Why Hydrate?Everyone knows maintaining hydration is critical during the hot months of summer, but it is equally important to hydrate during cold weather. Dehydration can cause muscle cramps, nausea, headaches, dizziness, confusion, weakness, inability to concentrate, and decreased performance. Winter has its own set of hydration challenges that come with the cold weather; recognizing them allows you to take steps to stay ahead of the dehydration.
- When it’s colder out, we often don’t feel thirsty or hungry – and as recognizing thirst becomes more difficult, the risk of dehydration increases.
- Air during the winter months is generally much drier than during the summer, and exercising in cold conditions increases water loss via respiration since the body is forced to warm and humidify the cold dry air breathed in.
- Frozen bottles, bladders, and hydration tubes prevent adequate, regular hydration.
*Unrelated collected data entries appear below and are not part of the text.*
// 日次コストレポートユースケース
//
// 昨日の利用コスト・当月実績・月末予測を算出し、JPYに変換してSlackへ通知する。
// いずれかの段階で失敗した場合はレポート全体を中断し、部分的な通知は送らない。

use chrono::{DateTime, FixedOffset};
use thiserror::Error;
use tracing::{debug, info};

use crate::domain::{
    self, CostAggregationError, CurrencyError, DailyCostUsage, DailyReportDates, ForecastError,
};
use crate::infrastructure::{
    CostExplorerError, CostGranularity, CostUsageFetcher, ExchangeRatesError,
    ExchangeRatesFetcher, ReportNotifier, SlackError,
};

/// 日次レポートのエラー型
#[derive(Debug, Error)]
pub enum DailyReportError {
    #[error("利用コストの取得に失敗しました: {0}")]
    CostExplorer(#[from] CostExplorerError),
    #[error("利用コストの集計に失敗しました: {0}")]
    Aggregation(#[from] CostAggregationError),
    #[error("予測コストの算出に失敗しました: {0}")]
    Forecast(#[from] ForecastError),
    #[error("為替レートの取得に失敗しました: {0}")]
    ExchangeRates(#[from] ExchangeRatesError),
    #[error("JPYへの変換に失敗しました: {0}")]
    Currency(#[from] CurrencyError),
    #[error("Slack通知に失敗しました: {0}")]
    Notification(#[from] SlackError),
}

/// 日次レポートの実行結果
#[derive(Debug, Clone, Copy, PartialEq, Eq)]
pub enum DailyReportOutcome {
    /// レポートを送信した
    Sent,
    /// 月初のためスキップした
    SkippedFirstDayOfMonth,
}

/// 日次コストレポートユースケース
pub struct DailyCostReport<'a> {
    cost_fetcher: &'a dyn CostUsageFetcher,
    rates_fetcher: &'a dyn ExchangeRatesFetcher,
    notifier: &'a dyn ReportNotifier,
    verbose_logging: bool,
}

impl<'a> DailyCostReport<'a> {
    /// 新しいDailyCostReportを作成
    pub fn new(
        cost_fetcher: &'a dyn CostUsageFetcher,
        rates_fetcher: &'a dyn ExchangeRatesFetcher,
        notifier: &'a dyn ReportNotifier,
        verbose_logging: bool,
    ) -> Self {
        Self {
            cost_fetcher,
            rates_fetcher,
            notifier,
            verbose_logging,
        }
    }

    /// 日次レポートを実行する
    ///
    /// # 処理フロー
    /// 1. 実行日時(JST)から基準日を導出（月初はスキップ）
    /// 2. 昨日・当月のUSD利用コストを取得して集計
    /// 3. 月末コストを線形外挿で予測
    /// 4. 為替レートを取得してJPYへ変換
    /// 5. 整形してSlackへ送信
    pub async fn run(
        &self,
        exec_time: DateTime<FixedOffset>,
    ) -> Result<DailyReportOutcome, DailyReportError> {
        let dates = DailyReportDates::from_execution_time(exec_time);

        if dates.should_skip() {
            info!("月初のため日次レポートをスキップ");
            return Ok(DailyReportOutcome::SkippedFirstDayOfMonth);
        }

        if self.verbose_logging {
            debug!(
                yesterday = %dates.yesterday.start,
                month_start = %dates.month_to_date.start,
                current_day = dates.current_day,
                days_in_month = dates.days_in_month,
                "[1] 基準日を導出"
            );
        }

        let yesterday_amounts = self
            .cost_fetcher
            .fetch_unblended_costs(dates.yesterday, CostGranularity::Daily)
            .await?;
        let yesterday_cost = domain::sum_amounts(&yesterday_amounts)?;

        let actual_amounts = self
            .cost_fetcher
            .fetch_unblended_costs(dates.month_to_date, CostGranularity::Monthly)
            .await?;
        let actual_cost = domain::sum_amounts(&actual_amounts)?;

        let forecast_cost =
            domain::estimate_month_end_cost(actual_cost, dates.current_day, dates.days_in_month)?;

        if self.verbose_logging {
            debug!(
                yesterday_cost = yesterday_cost,
                actual_cost = actual_cost,
                forecast_cost = forecast_cost,
                "[2] USD利用コストを算出"
            );
        }

        let snapshot = self.rates_fetcher.fetch_usd_rates().await?;

        let usage = DailyCostUsage {
            yesterday_cost,
            actual_cost,
            forecast_cost,
        }
        .to_jpy(&snapshot)?;

        if self.verbose_logging {
            debug!(
                yesterday_cost = usage.yesterday_cost,
                actual_cost = usage.actual_cost,
                forecast_cost = usage.forecast_cost,
                "[3] JPYへ変換"
            );
        }

        let payload = domain::format_daily_report(&usage);
        self.notifier.notify(&payload).await?;

        Ok(DailyReportOutcome::Sent)
    }
}
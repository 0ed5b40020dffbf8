// トリガーイベントモジュール
//
// EventBridgeスケジュールから渡されるイベントのレポート種別を判定する。

use serde::Deserialize;

/// レポート種別
///
/// 未知の種別はUnknownとして扱い、処理をスキップする（エラーにしない）。
#[derive(Debug, Clone, Copy, PartialEq, Eq, Deserialize, Default)]
pub enum ReportKind {
    /// 日次コストレポート
    #[serde(rename = "dailyCostReport", alias = "daily-cost-report")]
    Daily,
    /// 週次コストレポート
    #[serde(rename = "weeklyCostReport", alias = "weekly-cost-report")]
    Weekly,
    /// 未知の種別
    #[default]
    #[serde(other)]
    Unknown,
}

/// Lambdaトリガーイベント
#[derive(Debug, Clone, Deserialize)]
pub struct JobEvent {
    /// レポート種別の識別子
    #[serde(rename = "type", default)]
    pub kind: ReportKind,
}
- Clothing used to stay warm during winter exercise can also affect the body’s ability to recognize the onset of dehydration. In winter, we tend to wear moisture-wicking base layers, but this can fool you into thinking that you’re not sweaty and do not need to re-hydrate.
- Drink Endurance Fuel instead of plain water. Not only is the great taste more incentive to keep consuming regularly, the electrolytes make sure you are maximizing your hydration and the carbs keep your energy levels high.
- Start your winter exercises fully hydrated. You can also preload with a few sips of Tailwind to help top off glycogen stores, so you’re warm and energized heading out into the elements.
- Invest in an insulated bottle or hydration tube and make sure your hydration system is accessible and easy to use, even with gloves on.
- Don’t forget what you already know! Consume 20-24 oz of water with 200 calories (of Tailwind!) an hour in winter or summer and you’ll stay hydrated and energized.